◆ WHAT YOU SHOULD DO
In your answer, print every record exactly as it is written.

======

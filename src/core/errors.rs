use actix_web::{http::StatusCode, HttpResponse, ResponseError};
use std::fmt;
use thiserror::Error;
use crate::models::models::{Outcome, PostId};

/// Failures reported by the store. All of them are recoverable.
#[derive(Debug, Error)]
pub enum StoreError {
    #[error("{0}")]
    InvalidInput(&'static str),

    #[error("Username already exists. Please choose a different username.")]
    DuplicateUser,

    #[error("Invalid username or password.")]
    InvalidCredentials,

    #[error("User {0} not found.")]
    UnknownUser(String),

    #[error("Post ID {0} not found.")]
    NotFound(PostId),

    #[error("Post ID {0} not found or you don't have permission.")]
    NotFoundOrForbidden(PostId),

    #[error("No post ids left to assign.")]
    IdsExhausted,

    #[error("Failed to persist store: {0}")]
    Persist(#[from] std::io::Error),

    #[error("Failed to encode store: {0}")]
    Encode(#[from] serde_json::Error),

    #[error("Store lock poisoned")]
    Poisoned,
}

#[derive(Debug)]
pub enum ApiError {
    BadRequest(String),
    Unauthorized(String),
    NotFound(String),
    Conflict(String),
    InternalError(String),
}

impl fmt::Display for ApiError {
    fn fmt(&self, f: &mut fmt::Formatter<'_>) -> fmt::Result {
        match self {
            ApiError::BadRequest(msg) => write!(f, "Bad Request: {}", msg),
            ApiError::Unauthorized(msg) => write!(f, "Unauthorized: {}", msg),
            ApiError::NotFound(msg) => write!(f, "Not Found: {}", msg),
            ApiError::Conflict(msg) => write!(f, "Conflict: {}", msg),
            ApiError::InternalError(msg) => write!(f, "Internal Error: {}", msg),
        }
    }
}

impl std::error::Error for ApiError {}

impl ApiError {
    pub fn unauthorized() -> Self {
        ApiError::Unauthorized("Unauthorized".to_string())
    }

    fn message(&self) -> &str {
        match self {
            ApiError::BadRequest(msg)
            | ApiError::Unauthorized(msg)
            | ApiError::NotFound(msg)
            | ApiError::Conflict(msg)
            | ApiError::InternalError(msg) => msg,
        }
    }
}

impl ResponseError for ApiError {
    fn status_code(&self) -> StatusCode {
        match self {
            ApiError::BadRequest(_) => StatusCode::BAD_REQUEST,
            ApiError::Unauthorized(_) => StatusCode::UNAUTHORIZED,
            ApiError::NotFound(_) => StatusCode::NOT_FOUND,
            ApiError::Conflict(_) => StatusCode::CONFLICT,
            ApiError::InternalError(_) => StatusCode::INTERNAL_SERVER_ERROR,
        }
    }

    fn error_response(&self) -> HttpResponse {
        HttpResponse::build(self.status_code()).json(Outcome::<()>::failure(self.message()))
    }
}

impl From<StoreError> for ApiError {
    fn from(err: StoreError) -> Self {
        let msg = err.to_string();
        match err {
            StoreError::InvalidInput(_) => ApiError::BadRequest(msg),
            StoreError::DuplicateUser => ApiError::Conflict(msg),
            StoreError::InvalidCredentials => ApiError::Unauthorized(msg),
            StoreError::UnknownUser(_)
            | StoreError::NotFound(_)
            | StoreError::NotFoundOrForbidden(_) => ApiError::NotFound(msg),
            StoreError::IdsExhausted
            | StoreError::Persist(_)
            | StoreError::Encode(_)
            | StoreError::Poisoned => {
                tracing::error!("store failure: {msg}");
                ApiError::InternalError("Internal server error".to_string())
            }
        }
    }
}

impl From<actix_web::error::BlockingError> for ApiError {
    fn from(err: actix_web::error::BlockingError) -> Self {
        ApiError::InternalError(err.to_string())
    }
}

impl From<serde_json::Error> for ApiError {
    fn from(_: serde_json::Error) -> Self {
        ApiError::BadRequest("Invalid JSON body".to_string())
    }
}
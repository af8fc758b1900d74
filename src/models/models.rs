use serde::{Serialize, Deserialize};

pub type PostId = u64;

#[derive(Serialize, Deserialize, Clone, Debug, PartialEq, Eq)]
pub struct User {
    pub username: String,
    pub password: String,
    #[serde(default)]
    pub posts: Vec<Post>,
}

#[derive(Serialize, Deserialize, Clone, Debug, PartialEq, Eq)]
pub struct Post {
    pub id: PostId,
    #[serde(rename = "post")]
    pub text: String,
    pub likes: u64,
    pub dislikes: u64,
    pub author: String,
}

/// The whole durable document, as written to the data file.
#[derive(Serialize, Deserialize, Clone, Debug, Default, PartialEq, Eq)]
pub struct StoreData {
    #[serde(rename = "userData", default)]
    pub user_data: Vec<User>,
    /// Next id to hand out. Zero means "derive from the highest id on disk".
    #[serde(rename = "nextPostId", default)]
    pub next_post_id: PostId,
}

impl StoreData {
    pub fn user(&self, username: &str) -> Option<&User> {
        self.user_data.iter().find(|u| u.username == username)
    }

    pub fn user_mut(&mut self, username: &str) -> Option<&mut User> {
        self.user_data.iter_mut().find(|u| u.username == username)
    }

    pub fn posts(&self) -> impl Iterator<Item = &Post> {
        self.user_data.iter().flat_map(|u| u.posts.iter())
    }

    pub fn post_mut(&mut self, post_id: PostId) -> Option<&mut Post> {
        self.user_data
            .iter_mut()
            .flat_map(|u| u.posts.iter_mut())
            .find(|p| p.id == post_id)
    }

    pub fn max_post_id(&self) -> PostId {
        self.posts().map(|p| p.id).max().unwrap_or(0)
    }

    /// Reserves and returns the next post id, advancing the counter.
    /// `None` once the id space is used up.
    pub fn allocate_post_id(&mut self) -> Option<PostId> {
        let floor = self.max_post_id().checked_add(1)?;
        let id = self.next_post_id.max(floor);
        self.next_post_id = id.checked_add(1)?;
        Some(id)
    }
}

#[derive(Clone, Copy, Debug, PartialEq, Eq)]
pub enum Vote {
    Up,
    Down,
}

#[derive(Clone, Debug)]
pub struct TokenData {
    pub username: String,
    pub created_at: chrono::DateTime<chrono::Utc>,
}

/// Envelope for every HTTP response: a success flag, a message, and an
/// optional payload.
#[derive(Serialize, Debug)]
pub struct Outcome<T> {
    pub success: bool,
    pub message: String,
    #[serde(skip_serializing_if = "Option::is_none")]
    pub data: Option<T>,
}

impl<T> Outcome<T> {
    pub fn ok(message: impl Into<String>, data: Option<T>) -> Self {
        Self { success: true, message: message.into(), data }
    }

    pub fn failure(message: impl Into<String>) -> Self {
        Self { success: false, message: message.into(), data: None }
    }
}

======

◆ EXERCISE OUTPUT
filename src/core/errors.rs
use actix_web::{http::StatusCode, HttpResponse, ResponseError};
use std::fmt;
use thiserror::Error;
use crate::models::models::{Outcome, PostId};

/// Failures reported by the store. All of them are recoverable.
#[derive(Debug, Error)]
pub enum StoreError {
    #[error("{0}")]
    InvalidInput(&'static str),

    #[error("Username already exists. Please choose a different username.")]
    DuplicateUser,

    #[error("Invalid username or password.")]
    InvalidCredentials,

    #[error("User {0} not found.")]
    UnknownUser(String),

    #[error("Post ID {0} not found.")]
    NotFound(PostId),

    #[error("Post ID {0} not found or you don't have permission.")]
    NotFoundOrForbidden(PostId),

    #[error("No post ids left to assign.")]
    IdsExhausted,

    #[error("Failed to persist store: {0}")]
    Persist(#[from] std::io::Error),

    #[error("Failed to encode store: {0}")]
    Encode(#[from] serde_json::Error),

    #[error("Store lock poisoned")]
    Poisoned,
}

#[derive(Debug)]
pub enum ApiError {
    BadRequest(String),
    Unauthorized(String),
    NotFound(String),
    Conflict(String),
    InternalError(String),
}

impl fmt::Display for ApiError {
    fn fmt(&self, f: &mut fmt::Formatter<'_>) -> fmt::Result {
        match self {
            ApiError::BadRequest(msg) => write!(f, "Bad Request: {}", msg),
            ApiError::Unauthorized(msg) => write!(f, "Unauthorized: {}", msg),
            ApiError::NotFound(msg) => write!(f, "Not Found: {}", msg),
            ApiError::Conflict(msg) => write!(f, "Conflict: {}", msg),
            ApiError::InternalError(msg) => write!(f, "Internal Error: {}", msg),
        }
    }
}

impl std::error::Error for ApiError {}

impl ApiError {
    pub fn unauthorized() -> Self {
        ApiError::Unauthorized("Unauthorized".to_string())
    }

    fn message(&self) -> &str {
        match self {
            ApiError::BadRequest(msg)
            | ApiError::Unauthorized(msg)
            | ApiError::NotFound(msg)
            | ApiError::Conflict(msg)
            | ApiError::InternalError(msg) => msg,
        }
    }
}

impl ResponseError for ApiError {
    fn status_code(&self) -> StatusCode {
        match self {
            ApiError::BadRequest(_) => StatusCode::BAD_REQUEST,
            ApiError::Unauthorized(_) => StatusCode::UNAUTHORIZED,
            ApiError::NotFound(_) => StatusCode::NOT_FOUND,
            ApiError::Conflict(_) => StatusCode::CONFLICT,
            ApiError::InternalError(_) => StatusCode::INTERNAL_SERVER_ERROR,
        }
    }

    fn error_response(&self) -> HttpResponse {
        HttpResponse::build(self.status_code()).json(Outcome::<()>::failure(self.message()))
    }
}

impl From<StoreError> for ApiError {
    fn from(err: StoreError) -> Self {
        let msg = err.to_string();
        match err {
            StoreError::InvalidInput(_) => ApiError::BadRequest(msg),
            StoreError::DuplicateUser => ApiError::Conflict(msg),
            StoreError::InvalidCredentials => ApiError::Unauthorized(msg),
            StoreError::UnknownUser(_)
            | StoreError::NotFound(_)
            | StoreError::NotFoundOrForbidden(_) => ApiError::NotFound(msg),
            StoreError::IdsExhausted
            | StoreError::Persist(_)
            | StoreError::Encode(_)
            | StoreError::Poisoned => {
                tracing::error!("store failure: {msg}");
                ApiError::InternalError("Internal server error".to_string())
            }
        }
    }
}

impl From<actix_web::error::BlockingError> for ApiError {
    fn from(err: actix_web::error::BlockingError) -> Self {
        ApiError::InternalError(err.to_string())
    }
}

impl From<serde_json::Error> for ApiError {
    fn from(_: serde_json::Error) -> Self {
        ApiError::BadRequest("Invalid JSON body".to_string())
    }
}
repository af8fc758b1900d74
filename src/models/models.rs
use serde::{Serialize, Deserialize};

pub type PostId = u64;

#[derive(Serialize, Deserialize, Clone, Debug, PartialEq, Eq)]
pub struct User {
    pub username: String,
    pub password: String,
    #[serde(default)]
    pub posts: Vec<Post>,
}

#[derive(Serialize, Deserialize, Clone, Debug, PartialEq, Eq)]
pub struct Post {
    pub id: PostId,
    #[serde(rename = "post")]
    pub text: String,
    pub likes: u64,
    pub dislikes: u64,
    pub author: String,
}

/// The whole durable document, as written to the data file.
#[derive(Serialize, Deserialize, Clone, Debug, Default, PartialEq, Eq)]
pub struct StoreData {
    #[serde(rename = "userData", default)]
    pub user_data: Vec<User>,
    /// Next id to hand out. Zero means "derive from the highest id on disk".
    #[serde(rename = "nextPostId", default)]
    pub next_post_id: PostId,
}

impl StoreData {
    pub fn user(&self, username: &str) -> Option<&User> {
        self.user_data.iter().find(|u| u.username == username)
    }

    pub fn user_mut(&mut self, username: &str) -> Option<&mut User> {
        self.user_data.iter_mut().find(|u| u.username == username)
    }

    pub fn posts(&self) -> impl Iterator<Item = &Post> {
        self.user_data.iter().flat_map(|u| u.posts.iter())
    }

    pub fn post_mut(&mut self, post_id: PostId) -> Option<&mut Post> {
        self.user_data
            .iter_mut()
            .flat_map(|u| u.posts.iter_mut())
            .find(|p| p.id == post_id)
    }

    pub fn max_post_id(&self) -> PostId {
        self.posts().map(|p| p.id).max().unwrap_or(0)
    }

    /// Reserves and returns the next post id, advancing the counter.
    /// `None` once the id space is used up.
    pub fn allocate_post_id(&mut self) -> Option<PostId> {
        let floor = self.max_post_id().checked_add(1)?;
        let id = self.next_post_id.max(floor);
        self.next_post_id = id.checked_add(1)?;
        Some(id)
    }
}

#[derive(Clone, Copy, Debug, PartialEq, Eq)]
pub enum Vote {
    Up,
    Down,
}

#[derive(Clone, Debug)]
pub struct TokenData {
    pub username: String,
    pub created_at: chrono::DateTime<chrono::Utc>,
}

/// Envelope for every HTTP response: a success flag, a message, and an
/// optional payload.
#[derive(Serialize, Debug)]
pub struct Outcome<T> {
    pub success: bool,
    pub message: String,
    #[serde(skip_serializing_if = "Option::is_none")]
    pub data: Option<T>,
}

impl<T> Outcome<T> {
    pub fn ok(message: impl Into<String>, data: Option<T>) -> Self {
        Self { success: true, message: message.into(), data }
    }

    pub fn failure(message: impl Into<String>) -> Self {
        Self { success: false, message: message.into(), data: None }
    }
}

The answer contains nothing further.